All right. Well, those are all the topics I have for you. Remember, these are all the important terms. You're probably going to hear a lot more about those in the future. So if you've got any questions on those, I guess I'm finishing up about 15 minutes early. So I'll be here to answer questions if you've got them. Yeah?
AUDIENCE: How do you typically express uncertainty in your [INAUDIBLE]?
KEVIN SMITH: Sorry. When you say uncertainty, do you mean like--
AUDIENCE: So for example, the urn example you gave, best estimate's 45%.
KEVIN SMITH: Yeah.
AUDIENCE: 55% also seems like a good estimate.
KEVIN SMITH: Yeah.
AUDIENCE: I just want to know, how do you express that kind of idea, where if your urn was 10 million balls and you got 45% [INAUDIBLE] not?
KEVIN SMITH: So the way you typically do this in frequentist procedures, which is this maximum likelihood estimation, all of that, you can build confidence intervals as well so that, especially for like the binomial distribution, there's ways of saying, given what I've observed, here's my maximum likelihood estimate. But also, here's kind of the 95% confidence or the sampling error that I would expect from that mean as well. So that's one way.

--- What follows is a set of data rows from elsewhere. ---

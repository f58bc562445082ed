//! `<onlyinclude>`, `<noinclude>` and `<includeonly>`.
//!
//! What these hide depends on whether the content is being transcluded
//! (`is_include`). On the page itself the tags become `mw:Includes/*`
//! markers so the source survives a round trip; inside a transclusion they
//! disappear and take the content they hide with them.

use wikiweave_syntax::{Rank, SourceRange, TagName, Token, TokenKind};

use crate::error::TransformError;
use crate::pipeline::{Registration, StageContext, TokenFilter, TransformOutcome, Transformer};
use crate::tokens::meta;

const ONLY_INCLUDE_RANK: Rank = Rank::from_millis(10);
const DIRECTIVE_RANK: Rank = Rank::from_millis(20);
const COLLECT_RANK: Rank = Rank::from_millis(21);

/// Marker meta for an include tag, carrying the tag's source.
fn include_marker(cx: &StageContext, type_of: &str, tsr: Option<SourceRange>) -> Token {
    let mut tag = meta(type_of).with_tsr(tsr);
    tag.data.src = tsr.map(|r| cx.parse.page_slice(r));
    Token::SelfClose(tag)
}

fn marker_type(kind: &str, token: &Token) -> String {
    match token {
        Token::TagClose(_) => format!("mw:Includes/{kind}/End"),
        _ => format!("mw:Includes/{kind}"),
    }
}

/// `<onlyinclude>`: when transcluding, only the content of these sections
/// is used, if the page has any.
#[derive(Debug, Default)]
pub struct OnlyIncludeHandler {
    buffer: Vec<Token>,
    /// Content inside onlyinclude sections, once one has been seen.
    included: Option<Vec<Token>>,
    inside: bool,
}

impl Transformer for OnlyIncludeHandler {
    fn name(&self) -> &'static str {
        "OnlyIncludeHandler"
    }

    fn registrations(&self) -> Vec<Registration> {
        vec![Registration::new(ONLY_INCLUDE_RANK, TokenFilter::Any)]
    }

    fn apply(
        &mut self,
        token: Token,
        _rank: Rank,
        cx: &StageContext,
    ) -> Result<TransformOutcome, TransformError> {
        let is_directive = token.is_element("onlyinclude");
        if !cx.options.is_include {
            if !is_directive {
                return Ok(TransformOutcome::Pass(token));
            }
            let marker = include_marker(cx, &marker_type("OnlyInclude", &token), token.tsr());
            return Ok(TransformOutcome::Emit(vec![marker]));
        }

        match token {
            Token::EndOfInput(_) => {
                let mut out = match self.included.take() {
                    Some(included) => included,
                    None => std::mem::take(&mut self.buffer),
                };
                self.buffer.clear();
                self.inside = false;
                out.push(token);
                Ok(TransformOutcome::Emit(out))
            }
            Token::TagOpen(_) if is_directive => {
                self.inside = true;
                self.included.get_or_insert_with(Vec::new);
                Ok(TransformOutcome::Emit(Vec::new()))
            }
            Token::TagClose(_) | Token::SelfClose(_) if is_directive => {
                self.inside = false;
                self.included.get_or_insert_with(Vec::new);
                Ok(TransformOutcome::Emit(Vec::new()))
            }
            token => {
                if self.inside
                    && let Some(included) = &mut self.included
                {
                    included.push(token.clone());
                }
                self.buffer.push(token);
                Ok(TransformOutcome::Emit(Vec::new()))
            }
        }
    }

    fn reset(&mut self) {
        self.buffer.clear();
        self.included = None;
        self.inside = false;
    }
}

#[derive(Debug, Clone, Copy, PartialEq, Eq)]
enum Hidden {
    NoInclude,
    IncludeOnly,
}

/// Content being dropped, with the range it started at.
#[derive(Debug)]
struct Hiding {
    what: Hidden,
    start: Option<SourceRange>,
}

/// `<noinclude>` and `<includeonly>`.
#[derive(Debug, Default)]
pub struct IncludeDirectiveHandler {
    hiding: Option<Hiding>,
}

impl IncludeDirectiveHandler {
    /// Stop hiding. On the page, hidden `<includeonly>` content leaves one
    /// marker covering everything it hid.
    fn finish(&mut self, end: Option<SourceRange>, cx: &StageContext) -> Vec<Token> {
        match self.hiding.take() {
            Some(Hiding {
                what: Hidden::IncludeOnly,
                start,
            }) => {
                let tsr = match (start, end) {
                    (Some(start), Some(end)) => Some(start.union(end)),
                    (start, end) => start.or(end),
                };
                vec![include_marker(cx, "mw:Includes/IncludeOnly", tsr)]
            }
            _ => Vec::new(),
        }
    }
}

impl Transformer for IncludeDirectiveHandler {
    fn name(&self) -> &'static str {
        "IncludeDirectiveHandler"
    }

    fn registrations(&self) -> Vec<Registration> {
        vec![
            Registration::new(
                DIRECTIVE_RANK,
                TokenFilter::Tag(TagName::element("noinclude")),
            ),
            Registration::new(
                DIRECTIVE_RANK,
                TokenFilter::Tag(TagName::element("includeonly")),
            ),
            Registration::new(DIRECTIVE_RANK, TokenFilter::Kind(TokenKind::EndOfInput)),
            Registration::new(COLLECT_RANK, TokenFilter::Any),
        ]
    }

    fn apply(
        &mut self,
        token: Token,
        rank: Rank,
        cx: &StageContext,
    ) -> Result<TransformOutcome, TransformError> {
        if rank == COLLECT_RANK {
            return Ok(match self.hiding {
                Some(_) => TransformOutcome::Emit(Vec::new()),
                None => TransformOutcome::Pass(token),
            });
        }

        if let Token::EndOfInput(data) = &token {
            let end = data.tsr.map(|r| SourceRange::new(r.start, r.start));
            let mut out = self.finish(end, cx);
            out.push(token);
            return Ok(TransformOutcome::EmitAt(COLLECT_RANK, out));
        }

        let what = if token.is_element("noinclude") {
            Hidden::NoInclude
        } else {
            Hidden::IncludeOnly
        };
        // In include mode noinclude content hides; on the page includeonly
        // content does.
        let hides = match what {
            Hidden::NoInclude => cx.options.is_include,
            Hidden::IncludeOnly => !cx.options.is_include,
        };

        let out = match (&token, hides) {
            (Token::TagOpen(_), true) => {
                if self.hiding.is_none() {
                    self.hiding = Some(Hiding {
                        what,
                        start: token.tsr(),
                    });
                }
                Vec::new()
            }
            (Token::TagClose(_), true)
                if self.hiding.as_ref().is_some_and(|h| h.what == what) =>
            {
                self.finish(token.tsr(), cx)
            }
            (Token::SelfClose(_), true) => match what {
                Hidden::IncludeOnly => vec![include_marker(
                    cx,
                    "mw:Includes/IncludeOnly",
                    token.tsr(),
                )],
                Hidden::NoInclude => Vec::new(),
            },
            // Tags that do not hide anything.
            (_, false) if cx.options.is_include => Vec::new(),
            (_, false) => vec![include_marker(
                cx,
                &marker_type("NoInclude", &token),
                token.tsr(),
            )],
            (_, true) => Vec::new(),
        };
        Ok(TransformOutcome::EmitAt(COLLECT_RANK, out))
    }

    fn reset(&mut self) {
        self.hiding = None;
    }
}

#[cfg(test)]
mod tests {
    use super::*;
    use crate::pipeline::Stage;
    use crate::test_support::{stage_context_with, text_of, type_ofs};
    use pretty_assertions::assert_eq;
    use wikiweave_syntax::{Tag, Tokenizer};

    fn directive(token: fn(Tag) -> Token, name: &str, range: (usize, usize)) -> Token {
        token(Tag::element(name).with_tsr(Some(SourceRange::new(range.0, range.1))))
    }

    fn run(source: &str, is_include: bool) -> Vec<Token> {
        let cx = stage_context_with(source, |o| o.is_include = is_include);
        let stage = Stage::new(
            "stage1",
            false,
            Rank::from_millis(1000),
            vec![
                Box::new(OnlyIncludeHandler::default()),
                Box::new(IncludeDirectiveHandler::default()),
            ],
        );
        let mut out = Vec::new();
        for chunk in Tokenizer::default().chunks(source, 0) {
            out.extend(stage.process(chunk.unwrap(), &cx).unwrap());
        }
        out
    }

    #[test]
    fn noinclude_content_hides_when_transcluded() {
        let out = run("a<noinclude>b</noinclude>c", true);
        assert_eq!(text_of(&out), "ac");
    }

    #[test]
    fn noinclude_becomes_markers_on_the_page() {
        let out = run("a<noinclude>b</noinclude>c", false);
        assert_eq!(text_of(&out), "abc");
        assert_eq!(
            type_ofs(&out),
            vec!["mw:Includes/NoInclude", "mw:Includes/NoInclude/End"]
        );
        assert_eq!(out[1].data().src.as_deref(), Some("<noinclude>"));
    }

    #[test]
    fn includeonly_collapses_to_one_marker_on_the_page() {
        let source = "a<includeonly>b\n\nc</includeonly>d";
        let out = run(source, false);
        assert_eq!(text_of(&out), "ad");
        assert_eq!(type_ofs(&out), vec!["mw:Includes/IncludeOnly"]);
        assert_eq!(
            out[1].data().src.as_deref(),
            Some("<includeonly>b\n\nc</includeonly>")
        );
    }

    #[test]
    fn includeonly_tags_vanish_when_transcluded() {
        let out = run("a<includeonly>b</includeonly>c", true);
        assert_eq!(text_of(&out), "abc");
        assert!(type_ofs(&out).is_empty());
    }

    #[test]
    fn onlyinclude_keeps_only_its_sections() {
        let out = run("x<onlyinclude>a</onlyinclude>y<onlyinclude>b</onlyinclude>z", true);
        assert_eq!(text_of(&out), "ab");
        assert!(matches!(out.last(), Some(Token::EndOfInput(_))));
    }

    #[test]
    fn without_onlyinclude_everything_is_kept() {
        let out = run("x\ny", true);
        assert_eq!(text_of(&out), "x\ny");
    }

    #[test]
    fn onlyinclude_becomes_markers_on_the_page() {
        let out = run("<onlyinclude>a</onlyinclude>", false);
        assert_eq!(
            type_ofs(&out),
            vec!["mw:Includes/OnlyInclude", "mw:Includes/OnlyInclude/End"]
        );
    }

    #[test]
    fn unclosed_includeonly_runs_to_the_end() {
        let cx = stage_context_with("a<includeonly>b", |_| {});
        let mut handler = IncludeDirectiveHandler::default();
        let open = directive(Token::TagOpen, "includeonly", (1, 14));
        handler.apply(open, DIRECTIVE_RANK, &cx).unwrap();
        let eof = Token::end_of_input(Some(SourceRange::new(15, 15)));
        let TransformOutcome::EmitAt(_, out) = handler.apply(eof, DIRECTIVE_RANK, &cx).unwrap()
        else {
            panic!("expected tokens");
        };
        assert_eq!(out.len(), 2);
        assert_eq!(out[0].tsr(), Some(SourceRange::new(1, 15)));
        assert_eq!(out[0].data().src.as_deref(), Some("<includeonly>b"));
    }
}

Another way is to go to Bayesian statistics, which is to use the full likelihood function. In that case, we're getting out of maximum likelihood estimation and into things like maximum a posteriori estimation. Because what you're doing, instead of saying, I'm just picking out a point, you want to say, what is my belief distribution over this parameter given what I've observed?
So I think that gets a little bit closer to your question of, how do you deal with uncertainty? Because it's no longer saying, this is my best estimate. It's saying, here's my distribution of probability over what I think the parameter is. And I can pick out what the highest probability is there. But I can also talk about I have more belief that it's 50% than that it's 90%, too. But that's a different kind of realm of statistics and makes different sorts of claims. Yeah?
AUDIENCE: [INAUDIBLE]
KEVIN SMITH: So in terms of things like sparse coding and regularization, I don't think there's a way to optimize them because it's kind of a qualitative choice. Basically, when you think about what those mean with regularization or sparse coding is, when you do those, you're putting priors on your model or building an inductive biases. So with, say, the regularization parameter, you're trying to choose between, how much do I care about fitting this data that I've seen versus believing that my function is going to be simple? And if you have a really high parameter, then that means you're really putting a lot of weight on simplicity.

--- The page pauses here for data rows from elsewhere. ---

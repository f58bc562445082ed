//! # Template expansion
//!
//! `{{...}}` calls and `{{{...}}}` arguments, handled in stage 2.
//!
//! A call is first checked against the handful of magic words that are
//! answered on the spot (`{{!}}`, `DEFAULTSORT`, `DISPLAYTITLE`). Everything
//! else becomes an [`Expansion`], a small state machine run as a deferred
//! transformation:
//!
//! ```text
//! ResolvingTarget ─┬─ parser function ─→ FunctionCall ─────────────────┐
//!                  ├─ template ─→ CheckingLimits ─→ FetchingSource      │
//!                  │                    │                 │             │
//!                  │                    │ loop/depth      └→ Expanding ─┤
//!                  │                    └──────────────────────────────→ Encapsulating ─→ Done
//!                  └─ unresolvable ─→ Done (literal wikitext)
//! ```
//!
//! At the top level (`wrap_templates`) each expansion is bracketed with
//! `mw:Transclusion` start and end metas sharing an `about` id; the start
//! meta carries the call's source range, its source text and its argument
//! dictionary.

mod arg_info;
mod argument;
mod expansion;
mod functions;
mod magic;
mod target;

pub use arg_info::{ArgInfo, KeyInfo, ParamInfo, ParamMap, TargetInfo};
pub use expansion::Expansion;
pub use target::{Target, resolve as resolve_target};

use wikiweave_syntax::{Rank, Tag, TagName, Token};

use crate::error::TransformError;
use crate::pipeline::{
    Deferred, PipelineOptions, Registration, StageContext, TokenFilter, TransformOutcome,
    Transformer,
};
use crate::tokens::meta;

pub const TEMPLATE_RANK: Rank = Rank::from_millis(1100);

pub(crate) const NAME: &str = "TemplateHandler";

/// Options for expanding arguments and other caller-side content: in the
/// caller's frame and include mode, without wrappers.
fn argument_options(cx: &StageContext) -> PipelineOptions {
    PipelineOptions {
        is_include: cx.options.is_include,
        in_template: true,
        ..PipelineOptions::default()
    }
}

/// Bracket `content` with a start and an end marker of `type_of`. The start
/// marker takes the source range and text of `origin`.
pub(crate) fn encapsulate(
    about: String,
    origin: &Tag,
    type_of: &str,
    arg_info: Option<String>,
    content: Vec<Token>,
) -> Vec<Token> {
    let mut start = meta(type_of).with_attr("about", about.clone());
    start.data.tsr = origin.data.tsr;
    start.data.src = origin.data.src.clone();
    start.data.tmp.tpl_arg_info = arg_info;
    let end = meta(&format!("{type_of}/End")).with_attr("about", about);

    let mut out = Vec::with_capacity(content.len() + 2);
    out.push(Token::SelfClose(start));
    out.extend(content);
    out.push(Token::SelfClose(end));
    out
}

/// Expands `{{...}}` and `{{{...}}}`.
#[derive(Debug)]
pub struct TemplateHandler;

impl Transformer for TemplateHandler {
    fn name(&self) -> &'static str {
        NAME
    }

    fn registrations(&self) -> Vec<Registration> {
        vec![
            Registration::new(TEMPLATE_RANK, TokenFilter::Tag(TagName::Template)),
            Registration::new(TEMPLATE_RANK, TokenFilter::Tag(TagName::TemplateArg)),
        ]
    }

    fn apply(
        &mut self,
        token: Token,
        rank: Rank,
        cx: &StageContext,
    ) -> Result<TransformOutcome, TransformError> {
        match token.tag_name() {
            Some(TagName::Template) => {
                if let Some(tag) = token.tag()
                    && let Some(out) = magic::magic_word(tag, cx)
                {
                    return Ok(TransformOutcome::Emit(out));
                }
                let expansion = Expansion::new(cx.clone(), token);
                Ok(TransformOutcome::Defer(Deferred {
                    rank,
                    future: Box::pin(expansion.run()),
                }))
            }
            Some(TagName::TemplateArg) => argument::apply(token, rank, cx),
            _ => Ok(TransformOutcome::Pass(token)),
        }
    }
}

If you have a really low parameter, you're putting a low weight on simplicity. If the parameter is zero, it goes back to normal optimization, you're saying I shouldn't care about simplicity at all. So it's more of a judgment call. Some things work better or worse for certain problems and helping generalization that way. I think that's much more domain-specific, though.
AUDIENCE: [INAUDIBLE]
KEVIN SMITH: Sorry?
AUDIENCE: [INAUDIBLE]
KEVIN SMITH: What do you mean by different terms interact?
AUDIENCE: [INAUDIBLE]
KEVIN SMITH: Oh, if you're doing both regularization and sparse coding? I mean, my guess is yes. I have never personally encountered instances where they're combined, though I'm betting there are a lot of cases. So I don't have particular expertise in that.
So I'm going to punt on that and say, yes, there probably is interaction. You still have to care, again, about the strength of your simplicity prior and the strength of your sparsity prior. But exactly how that's going to work out, empirical question. Any other questions?
You guys are just really raring for that extra 10 minute break. All right. Well, thanks, everyone. And I will see you guys later.